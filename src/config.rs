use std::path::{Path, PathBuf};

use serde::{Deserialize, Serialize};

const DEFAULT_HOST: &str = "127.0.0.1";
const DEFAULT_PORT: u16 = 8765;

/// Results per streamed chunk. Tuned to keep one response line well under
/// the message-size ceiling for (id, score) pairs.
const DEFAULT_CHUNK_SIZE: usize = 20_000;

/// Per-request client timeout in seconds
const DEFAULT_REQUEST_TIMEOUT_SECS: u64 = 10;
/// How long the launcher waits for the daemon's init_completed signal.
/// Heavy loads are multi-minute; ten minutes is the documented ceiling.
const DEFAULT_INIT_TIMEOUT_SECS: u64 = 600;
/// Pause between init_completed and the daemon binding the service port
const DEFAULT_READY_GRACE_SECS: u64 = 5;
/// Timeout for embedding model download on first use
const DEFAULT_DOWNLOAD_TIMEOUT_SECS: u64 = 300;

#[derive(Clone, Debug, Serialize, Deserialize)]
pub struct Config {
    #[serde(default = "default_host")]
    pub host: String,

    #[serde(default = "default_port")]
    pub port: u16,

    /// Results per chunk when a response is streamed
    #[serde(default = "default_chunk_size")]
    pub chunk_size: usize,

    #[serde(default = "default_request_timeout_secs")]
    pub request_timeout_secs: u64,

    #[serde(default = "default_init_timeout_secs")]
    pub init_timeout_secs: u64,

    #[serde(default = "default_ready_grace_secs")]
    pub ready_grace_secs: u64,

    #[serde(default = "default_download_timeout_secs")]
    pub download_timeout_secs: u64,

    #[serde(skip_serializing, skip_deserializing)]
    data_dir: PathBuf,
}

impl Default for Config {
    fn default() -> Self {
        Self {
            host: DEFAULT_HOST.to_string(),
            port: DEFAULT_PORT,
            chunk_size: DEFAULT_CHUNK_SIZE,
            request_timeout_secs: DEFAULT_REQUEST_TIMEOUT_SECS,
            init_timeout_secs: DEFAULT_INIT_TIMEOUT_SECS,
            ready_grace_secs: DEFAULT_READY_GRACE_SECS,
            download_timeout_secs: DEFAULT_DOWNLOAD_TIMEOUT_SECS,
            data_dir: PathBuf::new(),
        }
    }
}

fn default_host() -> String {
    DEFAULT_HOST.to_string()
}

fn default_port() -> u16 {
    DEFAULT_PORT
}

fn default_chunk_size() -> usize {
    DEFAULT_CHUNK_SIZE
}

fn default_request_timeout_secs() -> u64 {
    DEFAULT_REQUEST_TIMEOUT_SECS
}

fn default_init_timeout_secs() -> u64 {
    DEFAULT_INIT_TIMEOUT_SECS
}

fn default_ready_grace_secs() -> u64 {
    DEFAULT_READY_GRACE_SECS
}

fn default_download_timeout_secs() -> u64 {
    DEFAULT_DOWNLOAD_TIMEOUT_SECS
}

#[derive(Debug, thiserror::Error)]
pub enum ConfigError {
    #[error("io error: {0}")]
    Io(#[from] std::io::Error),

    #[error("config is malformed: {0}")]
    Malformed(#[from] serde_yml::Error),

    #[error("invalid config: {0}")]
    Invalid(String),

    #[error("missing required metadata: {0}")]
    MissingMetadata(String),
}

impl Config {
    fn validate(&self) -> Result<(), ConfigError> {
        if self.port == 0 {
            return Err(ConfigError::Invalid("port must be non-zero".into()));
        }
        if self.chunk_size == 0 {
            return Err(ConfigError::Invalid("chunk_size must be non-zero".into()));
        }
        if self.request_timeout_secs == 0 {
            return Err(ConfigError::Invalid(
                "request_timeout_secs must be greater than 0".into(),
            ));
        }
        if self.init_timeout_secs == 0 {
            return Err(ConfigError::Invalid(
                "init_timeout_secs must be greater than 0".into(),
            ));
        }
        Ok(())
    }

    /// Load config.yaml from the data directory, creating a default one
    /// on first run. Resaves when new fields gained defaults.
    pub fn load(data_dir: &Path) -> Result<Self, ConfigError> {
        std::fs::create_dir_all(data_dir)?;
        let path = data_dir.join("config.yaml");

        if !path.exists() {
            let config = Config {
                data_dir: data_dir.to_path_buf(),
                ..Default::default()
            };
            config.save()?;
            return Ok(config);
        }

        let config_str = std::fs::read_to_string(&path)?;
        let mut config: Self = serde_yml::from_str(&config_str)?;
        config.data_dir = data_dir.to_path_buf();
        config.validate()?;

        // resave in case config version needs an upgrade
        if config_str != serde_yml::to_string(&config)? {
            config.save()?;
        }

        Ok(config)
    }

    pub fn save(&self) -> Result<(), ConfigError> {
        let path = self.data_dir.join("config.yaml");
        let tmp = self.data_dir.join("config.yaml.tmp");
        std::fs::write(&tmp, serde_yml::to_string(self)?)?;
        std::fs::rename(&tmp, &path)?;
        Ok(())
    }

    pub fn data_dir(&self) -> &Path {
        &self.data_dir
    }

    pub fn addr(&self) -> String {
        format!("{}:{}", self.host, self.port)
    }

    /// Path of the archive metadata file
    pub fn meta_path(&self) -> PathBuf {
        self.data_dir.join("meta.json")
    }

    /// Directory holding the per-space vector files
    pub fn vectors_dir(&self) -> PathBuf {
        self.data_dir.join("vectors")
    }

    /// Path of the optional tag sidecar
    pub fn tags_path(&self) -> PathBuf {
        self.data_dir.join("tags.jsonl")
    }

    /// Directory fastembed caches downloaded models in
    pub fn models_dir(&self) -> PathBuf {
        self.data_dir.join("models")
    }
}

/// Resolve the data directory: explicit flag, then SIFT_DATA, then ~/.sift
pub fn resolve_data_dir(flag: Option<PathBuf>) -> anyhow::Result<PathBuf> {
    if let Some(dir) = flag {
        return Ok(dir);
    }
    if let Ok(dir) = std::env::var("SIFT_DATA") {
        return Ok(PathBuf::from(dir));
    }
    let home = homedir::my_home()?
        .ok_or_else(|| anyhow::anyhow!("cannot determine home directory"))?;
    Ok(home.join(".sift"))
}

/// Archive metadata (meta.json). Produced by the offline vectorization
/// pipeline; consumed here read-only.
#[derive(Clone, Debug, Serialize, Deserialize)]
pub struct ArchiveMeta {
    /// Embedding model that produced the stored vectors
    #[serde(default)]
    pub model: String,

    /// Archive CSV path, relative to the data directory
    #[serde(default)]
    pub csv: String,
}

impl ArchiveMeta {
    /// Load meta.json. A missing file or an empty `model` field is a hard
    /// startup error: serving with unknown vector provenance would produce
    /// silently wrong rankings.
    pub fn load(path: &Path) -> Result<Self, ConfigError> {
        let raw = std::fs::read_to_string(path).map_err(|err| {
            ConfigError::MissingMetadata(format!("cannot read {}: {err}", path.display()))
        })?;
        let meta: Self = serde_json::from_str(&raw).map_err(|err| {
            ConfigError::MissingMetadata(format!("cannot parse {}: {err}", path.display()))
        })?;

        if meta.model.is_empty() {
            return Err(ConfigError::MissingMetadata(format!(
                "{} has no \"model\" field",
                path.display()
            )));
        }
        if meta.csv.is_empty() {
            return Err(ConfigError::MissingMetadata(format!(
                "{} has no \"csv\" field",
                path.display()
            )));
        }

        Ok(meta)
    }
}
● ● ● ●
**Exercise details**
Output an exact copy of the listing.

**Exercise answer**
filename src/config.rs
use std::path::{Path, PathBuf};

use serde::{Deserialize, Serialize};

const DEFAULT_HOST: &str = "127.0.0.1";
const DEFAULT_PORT: u16 = 8765;

/// Results per streamed chunk. Tuned to keep one response line well under
/// the message-size ceiling for (id, score) pairs.
const DEFAULT_CHUNK_SIZE: usize = 20_000;

/// Per-request client timeout in seconds
const DEFAULT_REQUEST_TIMEOUT_SECS: u64 = 10;
/// How long the launcher waits for the daemon's init_completed signal.
/// Heavy loads are multi-minute; ten minutes is the documented ceiling.
const DEFAULT_INIT_TIMEOUT_SECS: u64 = 600;
/// Pause between init_completed and the daemon binding the service port
const DEFAULT_READY_GRACE_SECS: u64 = 5;
/// Timeout for embedding model download on first use
const DEFAULT_DOWNLOAD_TIMEOUT_SECS: u64 = 300;

#[derive(Clone, Debug, Serialize, Deserialize)]
pub struct Config {
    #[serde(default = "default_host")]
    pub host: String,

    #[serde(default = "default_port")]
    pub port: u16,

    /// Results per chunk when a response is streamed
    #[serde(default = "default_chunk_size")]
    pub chunk_size: usize,

    #[serde(default = "default_request_timeout_secs")]
    pub request_timeout_secs: u64,

    #[serde(default = "default_init_timeout_secs")]
    pub init_timeout_secs: u64,

    #[serde(default = "default_ready_grace_secs")]
    pub ready_grace_secs: u64,

    #[serde(default = "default_download_timeout_secs")]
    pub download_timeout_secs: u64,

    #[serde(skip_serializing, skip_deserializing)]
    data_dir: PathBuf,
}

impl Default for Config {
    fn default() -> Self {
        Self {
            host: DEFAULT_HOST.to_string(),
            port: DEFAULT_PORT,
            chunk_size: DEFAULT_CHUNK_SIZE,
            request_timeout_secs: DEFAULT_REQUEST_TIMEOUT_SECS,
            init_timeout_secs: DEFAULT_INIT_TIMEOUT_SECS,
            ready_grace_secs: DEFAULT_READY_GRACE_SECS,
            download_timeout_secs: DEFAULT_DOWNLOAD_TIMEOUT_SECS,
            data_dir: PathBuf::new(),
        }
    }
}

fn default_host() -> String {
    DEFAULT_HOST.to_string()
}

fn default_port() -> u16 {
    DEFAULT_PORT
}

fn default_chunk_size() -> usize {
    DEFAULT_CHUNK_SIZE
}

fn default_request_timeout_secs() -> u64 {
    DEFAULT_REQUEST_TIMEOUT_SECS
}

fn default_init_timeout_secs() -> u64 {
    DEFAULT_INIT_TIMEOUT_SECS
}

fn default_ready_grace_secs() -> u64 {
    DEFAULT_READY_GRACE_SECS
}

fn default_download_timeout_secs() -> u64 {
    DEFAULT_DOWNLOAD_TIMEOUT_SECS
}

#[derive(Debug, thiserror::Error)]
pub enum ConfigError {
    #[error("io error: {0}")]
    Io(#[from] std::io::Error),

    #[error("config is malformed: {0}")]
    Malformed(#[from] serde_yml::Error),

    #[error("invalid config: {0}")]
    Invalid(String),

    #[error("missing required metadata: {0}")]
    MissingMetadata(String),
}

impl Config {
    fn validate(&self) -> Result<(), ConfigError> {
        if self.port == 0 {
            return Err(ConfigError::Invalid("port must be non-zero".into()));
        }
        if self.chunk_size == 0 {
            return Err(ConfigError::Invalid("chunk_size must be non-zero".into()));
        }
        if self.request_timeout_secs == 0 {
            return Err(ConfigError::Invalid(
                "request_timeout_secs must be greater than 0".into(),
            ));
        }
        if self.init_timeout_secs == 0 {
            return Err(ConfigError::Invalid(
                "init_timeout_secs must be greater than 0".into(),
            ));
        }
        Ok(())
    }

    /// Load config.yaml from the data directory, creating a default one
    /// on first run. Resaves when new fields gained defaults.
    pub fn load(data_dir: &Path) -> Result<Self, ConfigError> {
        std::fs::create_dir_all(data_dir)?;
        let path = data_dir.join("config.yaml");

        if !path.exists() {
            let config = Config {
                data_dir: data_dir.to_path_buf(),
                ..Default::default()
            };
            config.save()?;
            return Ok(config);
        }

        let config_str = std::fs::read_to_string(&path)?;
        let mut config: Self = serde_yml::from_str(&config_str)?;
        config.data_dir = data_dir.to_path_buf();
        config.validate()?;

        // resave in case config version needs an upgrade
        if config_str != serde_yml::to_string(&config)? {
            config.save()?;
        }

        Ok(config)
    }

    pub fn save(&self) -> Result<(), ConfigError> {
        let path = self.data_dir.join("config.yaml");
        let tmp = self.data_dir.join("config.yaml.tmp");
        std::fs::write(&tmp, serde_yml::to_string(self)?)?;
        std::fs::rename(&tmp, &path)?;
        Ok(())
    }

    pub fn data_dir(&self) -> &Path {
        &self.data_dir
    }

    pub fn addr(&self) -> String {
        format!("{}:{}", self.host, self.port)
    }

    /// Path of the archive metadata file
    pub fn meta_path(&self) -> PathBuf {
        self.data_dir.join("meta.json")
    }

    /// Directory holding the per-space vector files
    pub fn vectors_dir(&self) -> PathBuf {
        self.data_dir.join("vectors")
    }

    /// Path of the optional tag sidecar
    pub fn tags_path(&self) -> PathBuf {
        self.data_dir.join("tags.jsonl")
    }

    /// Directory fastembed caches downloaded models in
    pub fn models_dir(&self) -> PathBuf {
        self.data_dir.join("models")
    }
}

/// Resolve the data directory: explicit flag, then SIFT_DATA, then ~/.sift
pub fn resolve_data_dir(flag: Option<PathBuf>) -> anyhow::Result<PathBuf> {
    if let Some(dir) = flag {
        return Ok(dir);
    }
    if let Ok(dir) = std::env::var("SIFT_DATA") {
        return Ok(PathBuf::from(dir));
    }
    let home = homedir::my_home()?
        .ok_or_else(|| anyhow::anyhow!("cannot determine home directory"))?;
    Ok(home.join(".sift"))
}

/// Archive metadata (meta.json). Produced by the offline vectorization
/// pipeline; consumed here read-only.
#[derive(Clone, Debug, Serialize, Deserialize)]
pub struct ArchiveMeta {
    /// Embedding model that produced the stored vectors
    #[serde(default)]
    pub model: String,

    /// Archive CSV path, relative to the data directory
    #[serde(default)]
    pub csv: String,
}

impl ArchiveMeta {
    /// Load meta.json. A missing file or an empty `model` field is a hard
    /// startup error: serving with unknown vector provenance would produce
    /// silently wrong rankings.
    pub fn load(path: &Path) -> Result<Self, ConfigError> {
        let raw = std::fs::read_to_string(path).map_err(|err| {
            ConfigError::MissingMetadata(format!("cannot read {}: {err}", path.display()))
        })?;
        let meta: Self = serde_json::from_str(&raw).map_err(|err| {
            ConfigError::MissingMetadata(format!("cannot parse {}: {err}", path.display()))
        })?;

        if meta.model.is_empty() {
            return Err(ConfigError::MissingMetadata(format!(
                "{} has no \"model\" field",
                path.display()
            )));
        }
        if meta.csv.is_empty() {
            return Err(ConfigError::MissingMetadata(format!(
                "{} has no \"csv\" field",
                path.display()
            )));
        }

        Ok(meta)
    }
}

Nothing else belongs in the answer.